Nikose Archana Sunil, Saha Dhrubojyoti, Laddha Pradnya Mukesh, Patil Mayuri
Department of Ophthalmology, N.K.P. Salve Institute and LMH, Nagpur, Maharashtra, India.
Clin Ophthalmol. 2018 Jan 3;12:65-70. doi: 10.2147/OPTH.S149709. eCollection 2018.

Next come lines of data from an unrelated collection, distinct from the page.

//! Deferred actions produced by experiments.

use crate::clock::Timestamp;
use crate::context::ChaosContext;
use crate::error::Result;
use crate::network::Network;
use crate::types::{NodeId, PartitionId};
use serde::{Deserialize, Serialize};
use std::fmt;

/// An action the engine performs at a later time.
#[derive(Debug, Clone, Copy, PartialEq, Eq, Serialize, Deserialize)]
#[serde(tag = "action", rename_all = "snake_case")]
pub enum StepAction {
    /// Restart a killed node.
    StartNode { node: NodeId },
    /// Cut the node off again (flickering isolation).
    Isolate { node: NodeId },
    /// Reconnect an isolated node.
    Rejoin { node: NodeId },
    /// Drop the latency override and release the node's latency registration.
    RestoreLatency { node: NodeId },
    /// Drop the bandwidth cap and release the node's bandwidth registration.
    RestoreBandwidth { node: NodeId },
    /// Dissolve a partition.
    RemovePartition { partition: PartitionId },
}

impl StepAction {
    /// Perform the action against the network.
    ///
    /// Registry entries are released only after the network accepted the
    /// reversal.
    pub fn execute(&self, network: &mut dyn Network, ctx: &mut ChaosContext) -> Result<()> {
        match *self {
            StepAction::StartNode { node } => network.start_node(node),
            StepAction::Isolate { node } => network.isolate(node).map(|_| ()),
            StepAction::Rejoin { node } => network.rejoin(node),
            StepAction::RestoreLatency { node } => {
                network.restore_latency_for_all_connections(node)?;
                ctx.clear_latency(node);
                Ok(())
            }
            StepAction::RestoreBandwidth { node } => {
                network.restore_bandwidth_limits_for_all_connections(node)?;
                ctx.clear_bandwidth(node);
                Ok(())
            }
            StepAction::RemovePartition { partition } => network.remove_network_partition(partition),
        }
    }
}

impl fmt::Display for StepAction {
    fn fmt(&self, f: &mut fmt::Formatter<'_>) -> fmt::Result {
        match self {
            StepAction::StartNode { node } => write!(f, "start_node({})", node),
            StepAction::Isolate { node } => write!(f, "isolate({})", node),
            StepAction::Rejoin { node } => write!(f, "rejoin({})", node),
            StepAction::RestoreLatency { node } => write!(f, "restore_latency({})", node),
            StepAction::RestoreBandwidth { node } => write!(f, "restore_bandwidth({})", node),
            StepAction::RemovePartition { partition } => write!(f, "remove_partition({})", partition),
        }
    }
}

/// A timestamped action, consumed exactly once by the engine.
#[derive(Debug, Clone, Copy, PartialEq, Eq, Serialize, Deserialize)]
pub struct Step {
    pub timestamp: Timestamp,
    pub action: StepAction,
}

impl Step {
    pub fn new(timestamp: Timestamp, action: StepAction) -> Self {
        Self { timestamp, action }
    }
}

#[cfg(test)]
mod tests {
    use super::*;
    use crate::network::SimulatedNetwork;
    use crate::types::LatencyRange;
    use std::time::Duration;

    #[test]
    fn test_restore_latency_releases_registry() {
        let mut network = SimulatedNetwork::new(3);
        let mut ctx = ChaosContext::new();
        network
            .set_latency_for_all_connections(1, LatencyRange::around(Duration::from_millis(50), 0.0))
            .unwrap();
        ctx.mark_latency(1);

        StepAction::RestoreLatency { node: 1 }
            .execute(&mut network, &mut ctx)
            .unwrap();

        assert!(!ctx.is_latency_affected(1));
        assert!(network.is_pristine());
    }

    #[test]
    fn test_failed_restore_keeps_registry() {
        let mut network = SimulatedNetwork::new(3);
        let mut ctx = ChaosContext::new();
        ctx.mark_bandwidth(7);

        let result = StepAction::RestoreBandwidth { node: 7 }.execute(&mut network, &mut ctx);

        assert!(result.is_err());
        assert!(ctx.is_bandwidth_affected(7));
    }

    #[test]
    fn test_isolate_and_rejoin_actions() {
        let mut network = SimulatedNetwork::new(3);
        let mut ctx = ChaosContext::new();

        StepAction::Isolate { node: 0 }.execute(&mut network, &mut ctx).unwrap();
        assert!(network.is_isolated(0));
        StepAction::Rejoin { node: 0 }.execute(&mut network, &mut ctx).unwrap();
        assert!(network.is_pristine());
    }

    #[test]
    fn test_display() {
        assert_eq!(StepAction::StartNode { node: 2 }.to_string(), "start_node(2)");
        assert_eq!(
            StepAction::RemovePartition {
                partition: PartitionId(3)
            }
            .to_string(),
            "remove_partition(partition-3)"
        );
    }
}
use super::{check_bounds, pick};
use crate::clock::Timestamp;
use crate::config::humantime_serde;
use crate::error::Result;
use crate::network::Network;
use crate::random::ChaosRng;
use crate::step::{Step, StepAction};
use crate::types::NodeId;
use serde::{Deserialize, Serialize};
use std::time::Duration;
use tracing::{debug, info};

/// Shortest connected or disconnected phase of a flickering node.
const MIN_FLICKER_PHASE: Duration = Duration::from_millis(1);

fn connected_nodes(network: &dyn Network) -> Vec<NodeId> {
    network
        .nodes()
        .into_iter()
        .filter(|node| !network.is_isolated(*node))
        .collect()
}

/// Isolates a random node and rejoins it after a random duration.
#[derive(Debug, Clone, PartialEq, Serialize, Deserialize)]
#[serde(default)]
pub struct NodeIsolationExperiment {
    #[serde(with = "humantime_serde")]
    pub min_duration: Duration,
    #[serde(with = "humantime_serde")]
    pub max_duration: Duration,
}

impl Default for NodeIsolationExperiment {
    fn default() -> Self {
        Self {
            min_duration: Duration::from_secs(10),
            max_duration: Duration::from_secs(60),
        }
    }
}

impl NodeIsolationExperiment {
    pub fn new(min_duration: Duration, max_duration: Duration) -> Self {
        Self {
            min_duration,
            max_duration,
        }
    }

    pub fn validate(&self) -> Result<()> {
        check_bounds("node_isolation.duration", self.min_duration, self.max_duration)
    }

    pub(super) fn start(
        &self,
        network: &mut dyn Network,
        now: Timestamp,
        rng: &mut ChaosRng,
    ) -> Result<Vec<Step>> {
        let candidates = connected_nodes(network);
        if candidates.is_empty() {
            info!("No connected node left to isolate");
            return Ok(Vec::new());
        }

        let node = pick(&candidates, rng);
        let duration = rng.next_duration(self.min_duration, self.max_duration);

        network.isolate(node)?;
        info!(node, ?duration, "Node isolated");

        Ok(vec![Step::new(now + duration, StepAction::Rejoin { node })])
    }
}

/// Isolates a random node, then keeps toggling its connectivity until the
/// experiment ends. The node always ends up rejoined.
#[derive(Debug, Clone, PartialEq, Serialize, Deserialize)]
#[serde(default)]
pub struct FlickeringIsolationExperiment {
    /// Shortest total length of the experiment.
    #[serde(with = "humantime_serde")]
    pub min_duration: Duration,
    /// Longest total length of the experiment.
    #[serde(with = "humantime_serde")]
    pub max_duration: Duration,
    #[serde(with = "humantime_serde")]
    pub min_disconnect_duration: Duration,
    #[serde(with = "humantime_serde")]
    pub max_disconnect_duration: Duration,
    #[serde(with = "humantime_serde")]
    pub min_connected_duration: Duration,
    #[serde(with = "humantime_serde")]
    pub max_connected_duration: Duration,
}

impl Default for FlickeringIsolationExperiment {
    fn default() -> Self {
        Self {
            min_duration: Duration::from_secs(30),
            max_duration: Duration::from_secs(120),
            min_disconnect_duration: Duration::from_secs(1),
            max_disconnect_duration: Duration::from_secs(5),
            min_connected_duration: Duration::from_secs(1),
            max_connected_duration: Duration::from_secs(5),
        }
    }
}

impl FlickeringIsolationExperiment {
    pub fn new(min_duration: Duration, max_duration: Duration) -> Self {
        Self {
            min_duration,
            max_duration,
            ..Self::default()
        }
    }

    pub fn with_disconnect_duration(mut self, min: Duration, max: Duration) -> Self {
        self.min_disconnect_duration = min;
        self.max_disconnect_duration = max;
        self
    }

    pub fn with_connected_duration(mut self, min: Duration, max: Duration) -> Self {
        self.min_connected_duration = min;
        self.max_connected_duration = max;
        self
    }

    pub fn validate(&self) -> Result<()> {
        check_bounds("flickering_isolation.duration", self.min_duration, self.max_duration)?;
        check_bounds(
            "flickering_isolation.disconnect_duration",
            self.min_disconnect_duration,
            self.max_disconnect_duration,
        )?;
        check_bounds(
            "flickering_isolation.connected_duration",
            self.min_connected_duration,
            self.max_connected_duration,
        )
    }

    pub(super) fn start(
        &self,
        network: &mut dyn Network,
        now: Timestamp,
        rng: &mut ChaosRng,
    ) -> Result<Vec<Step>> {
        let candidates = connected_nodes(network);
        if candidates.is_empty() {
            info!("No connected node left to flicker");
            return Ok(Vec::new());
        }

        let node = pick(&candidates, rng);
        let duration = rng.next_duration(self.min_duration, self.max_duration);

        network.isolate(node)?;
        let steps = self.flicker_steps(node, now, now + duration, rng);
        info!(node, ?duration, toggles = steps.len(), "Flickering isolation started");

        Ok(steps)
    }

    /// Alternating rejoin/isolate steps after the initial isolation, ending
    /// with a rejoin no later than `end`.
    fn flicker_steps(
        &self,
        node: NodeId,
        now: Timestamp,
        end: Timestamp,
        rng: &mut ChaosRng,
    ) -> Vec<Step> {
        let mut steps = Vec::new();
        let mut cursor = now;

        loop {
            cursor = cursor + self.phase(self.min_disconnect_duration, self.max_disconnect_duration, rng);
            if cursor >= end {
                steps.push(Step::new(end, StepAction::Rejoin { node }));
                break;
            }
            steps.push(Step::new(cursor, StepAction::Rejoin { node }));

            cursor = cursor + self.phase(self.min_connected_duration, self.max_connected_duration, rng);
            if cursor >= end {
                break;
            }
            steps.push(Step::new(cursor, StepAction::Isolate { node }));
        }

        debug!(node, steps = steps.len(), "Generated flicker schedule");
        steps
    }

    fn phase(&self, min: Duration, max: Duration, rng: &mut ChaosRng) -> Duration {
        rng.next_duration(min, max).max(MIN_FLICKER_PHASE)
    }
}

Cataract surgery has undergone various advances since it was evolved from ancient couching to the modern phacoemulsification cataract surgery. Surgically induced astigmatism (SIA) remains one of the most common complications. The introduction of sutureless clear corneal incision has gained increasing popularity worldwide because it offers several advantages over the traditional sutured limbal incision and scleral tunnel. A clear corneal incision has the benefit of being bloodless and having an easy approach, but SIA is still a concern.
In this study, we evaluated the SIA in clear corneal incisions with temporal approach and superior approach phacoemulsification. Comparisons between the two incisions were done using keratometric readings of preoperative and postoperative refractive status.
It was a hospital-based prospective interventional comparative randomized control trial of 261 patients conducted in a rural-based tertiary care center from September 2012 to August 2014. The visual acuity and detailed anterior segment and posterior segment examinations were done and the cataract was graded according to Lens Opacification Classification System II. Patients were divided for phacoemulsification into two groups, group A and group B, who underwent temporal and superior clear corneal approach, respectively. The patients were followed up on day 1, 7, 30, and 90 postoperatively. The parameters recorded were uncorrected visual acuity, best-corrected visual acuity, slit lamp examination, and keratometry. The mean difference of SIA between 30th and 90th day was statistically evaluated using paired -test, and all the analyses were performed using SPSS 18.0 (SPSS Inc.) software.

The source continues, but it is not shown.